▸ **Source data**

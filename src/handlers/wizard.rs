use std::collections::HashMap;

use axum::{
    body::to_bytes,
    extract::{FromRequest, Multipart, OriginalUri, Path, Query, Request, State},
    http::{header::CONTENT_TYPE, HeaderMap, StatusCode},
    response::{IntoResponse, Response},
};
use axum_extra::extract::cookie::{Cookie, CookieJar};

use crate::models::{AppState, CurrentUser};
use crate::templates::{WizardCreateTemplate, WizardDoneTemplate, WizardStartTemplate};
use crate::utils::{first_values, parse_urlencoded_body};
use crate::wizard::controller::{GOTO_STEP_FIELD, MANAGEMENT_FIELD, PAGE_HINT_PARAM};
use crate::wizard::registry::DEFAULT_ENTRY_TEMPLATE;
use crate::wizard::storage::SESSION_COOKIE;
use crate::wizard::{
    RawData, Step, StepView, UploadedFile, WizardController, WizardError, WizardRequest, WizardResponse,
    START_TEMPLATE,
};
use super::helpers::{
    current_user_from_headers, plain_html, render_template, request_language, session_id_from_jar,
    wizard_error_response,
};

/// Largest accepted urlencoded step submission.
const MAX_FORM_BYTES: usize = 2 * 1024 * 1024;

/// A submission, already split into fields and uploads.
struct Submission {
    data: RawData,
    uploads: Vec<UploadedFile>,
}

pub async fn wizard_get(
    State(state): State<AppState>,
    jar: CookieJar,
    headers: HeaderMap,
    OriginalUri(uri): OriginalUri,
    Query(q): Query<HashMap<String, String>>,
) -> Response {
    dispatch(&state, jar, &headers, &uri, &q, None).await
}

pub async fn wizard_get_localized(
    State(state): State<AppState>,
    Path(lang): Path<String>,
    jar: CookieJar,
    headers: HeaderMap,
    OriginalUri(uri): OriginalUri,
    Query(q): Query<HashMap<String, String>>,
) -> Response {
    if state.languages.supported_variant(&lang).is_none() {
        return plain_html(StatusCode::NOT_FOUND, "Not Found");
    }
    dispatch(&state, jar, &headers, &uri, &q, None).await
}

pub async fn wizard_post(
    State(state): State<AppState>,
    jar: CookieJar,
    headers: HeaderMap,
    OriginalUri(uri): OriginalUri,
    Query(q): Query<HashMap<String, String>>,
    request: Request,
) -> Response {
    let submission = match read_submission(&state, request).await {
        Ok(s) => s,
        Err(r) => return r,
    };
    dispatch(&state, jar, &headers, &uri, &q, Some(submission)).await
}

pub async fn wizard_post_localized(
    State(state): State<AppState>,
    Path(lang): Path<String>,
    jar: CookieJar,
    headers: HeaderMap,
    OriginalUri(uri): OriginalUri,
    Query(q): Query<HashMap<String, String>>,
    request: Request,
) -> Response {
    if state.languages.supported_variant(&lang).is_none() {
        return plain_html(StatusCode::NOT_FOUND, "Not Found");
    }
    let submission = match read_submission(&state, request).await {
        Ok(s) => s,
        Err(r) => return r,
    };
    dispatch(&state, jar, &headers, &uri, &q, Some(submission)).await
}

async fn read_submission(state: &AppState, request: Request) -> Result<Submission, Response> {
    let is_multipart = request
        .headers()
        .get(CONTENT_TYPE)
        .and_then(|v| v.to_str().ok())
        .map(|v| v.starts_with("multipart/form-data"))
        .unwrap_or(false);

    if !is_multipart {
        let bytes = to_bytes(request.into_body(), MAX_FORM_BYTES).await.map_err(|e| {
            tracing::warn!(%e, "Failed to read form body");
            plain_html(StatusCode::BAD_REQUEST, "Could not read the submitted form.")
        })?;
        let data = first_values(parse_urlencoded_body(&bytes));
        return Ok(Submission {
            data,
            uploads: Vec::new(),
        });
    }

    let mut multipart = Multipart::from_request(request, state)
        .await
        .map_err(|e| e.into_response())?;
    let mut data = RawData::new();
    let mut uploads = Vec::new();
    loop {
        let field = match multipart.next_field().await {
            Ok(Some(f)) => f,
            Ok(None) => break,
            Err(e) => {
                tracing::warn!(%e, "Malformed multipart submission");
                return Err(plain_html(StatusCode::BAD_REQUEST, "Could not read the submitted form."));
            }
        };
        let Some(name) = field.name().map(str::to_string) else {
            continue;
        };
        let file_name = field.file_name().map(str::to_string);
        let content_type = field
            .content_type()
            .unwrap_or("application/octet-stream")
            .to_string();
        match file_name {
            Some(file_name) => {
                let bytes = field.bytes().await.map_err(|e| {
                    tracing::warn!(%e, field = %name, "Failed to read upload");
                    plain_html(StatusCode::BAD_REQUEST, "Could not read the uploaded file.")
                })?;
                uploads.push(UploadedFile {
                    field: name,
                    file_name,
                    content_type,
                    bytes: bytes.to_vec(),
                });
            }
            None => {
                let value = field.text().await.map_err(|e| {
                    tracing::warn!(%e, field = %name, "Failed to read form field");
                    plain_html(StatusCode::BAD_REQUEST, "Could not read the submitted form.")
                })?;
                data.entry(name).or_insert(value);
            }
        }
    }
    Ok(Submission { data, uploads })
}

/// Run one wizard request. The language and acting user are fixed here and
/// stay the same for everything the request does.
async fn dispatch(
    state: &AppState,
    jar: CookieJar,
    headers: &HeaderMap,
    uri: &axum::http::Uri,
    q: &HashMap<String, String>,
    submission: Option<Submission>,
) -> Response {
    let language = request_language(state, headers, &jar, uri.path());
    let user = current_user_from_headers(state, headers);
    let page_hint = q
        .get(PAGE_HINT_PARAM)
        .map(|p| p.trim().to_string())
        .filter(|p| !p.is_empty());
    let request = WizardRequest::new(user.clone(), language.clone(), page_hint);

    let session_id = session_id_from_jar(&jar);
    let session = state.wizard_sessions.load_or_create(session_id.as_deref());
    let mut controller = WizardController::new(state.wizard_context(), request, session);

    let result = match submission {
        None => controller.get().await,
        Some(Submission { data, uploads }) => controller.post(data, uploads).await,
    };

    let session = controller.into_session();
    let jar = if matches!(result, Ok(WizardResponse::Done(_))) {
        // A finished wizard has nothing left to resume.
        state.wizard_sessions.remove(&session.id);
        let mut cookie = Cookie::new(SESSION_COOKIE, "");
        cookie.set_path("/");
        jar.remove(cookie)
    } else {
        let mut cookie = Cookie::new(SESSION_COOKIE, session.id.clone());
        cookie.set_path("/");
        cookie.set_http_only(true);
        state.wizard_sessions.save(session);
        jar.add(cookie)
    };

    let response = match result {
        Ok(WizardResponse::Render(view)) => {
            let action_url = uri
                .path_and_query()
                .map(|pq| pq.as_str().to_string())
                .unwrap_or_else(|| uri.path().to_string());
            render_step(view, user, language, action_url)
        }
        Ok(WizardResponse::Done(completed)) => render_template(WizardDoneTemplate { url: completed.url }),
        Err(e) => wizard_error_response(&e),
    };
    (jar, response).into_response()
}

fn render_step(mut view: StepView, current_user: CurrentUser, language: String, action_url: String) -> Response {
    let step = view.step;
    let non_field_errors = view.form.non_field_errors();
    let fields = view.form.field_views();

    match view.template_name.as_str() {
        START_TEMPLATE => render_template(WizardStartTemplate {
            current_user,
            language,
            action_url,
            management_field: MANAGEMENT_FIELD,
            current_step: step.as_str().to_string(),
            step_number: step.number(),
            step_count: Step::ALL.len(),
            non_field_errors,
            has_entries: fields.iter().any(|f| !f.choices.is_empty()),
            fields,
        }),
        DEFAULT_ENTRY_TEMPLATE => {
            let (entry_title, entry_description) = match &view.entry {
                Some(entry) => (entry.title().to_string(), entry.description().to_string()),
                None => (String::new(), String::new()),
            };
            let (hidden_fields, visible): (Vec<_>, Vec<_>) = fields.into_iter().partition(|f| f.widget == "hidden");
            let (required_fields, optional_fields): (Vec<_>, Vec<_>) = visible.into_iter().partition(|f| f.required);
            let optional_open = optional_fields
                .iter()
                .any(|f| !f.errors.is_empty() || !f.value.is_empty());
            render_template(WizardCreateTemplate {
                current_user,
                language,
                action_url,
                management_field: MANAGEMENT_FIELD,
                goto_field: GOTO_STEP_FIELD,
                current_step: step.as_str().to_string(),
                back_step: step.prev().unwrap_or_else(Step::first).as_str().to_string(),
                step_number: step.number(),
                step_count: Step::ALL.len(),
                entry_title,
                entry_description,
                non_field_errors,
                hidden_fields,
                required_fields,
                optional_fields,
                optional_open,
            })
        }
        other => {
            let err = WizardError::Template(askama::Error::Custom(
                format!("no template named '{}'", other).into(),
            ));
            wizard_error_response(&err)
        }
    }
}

▸ **Work instruction**
Starting at the line above that contains "state.wizard_sessions.remove(&session.id);", write out each line exactly until the line that contains "state.wizard_sessions.save(session);" has been written, and stop there.

▸ **Your response**
        state.wizard_sessions.remove(&session.id);
        let mut cookie = Cookie::new(SESSION_COOKIE, "");
        cookie.set_path("/");
        jar.remove(cookie)
    } else {
        let mut cookie = Cookie::new(SESSION_COOKIE, session.id.clone());
        cookie.set_path("/");
        cookie.set_http_only(true);
        state.wizard_sessions.save(session);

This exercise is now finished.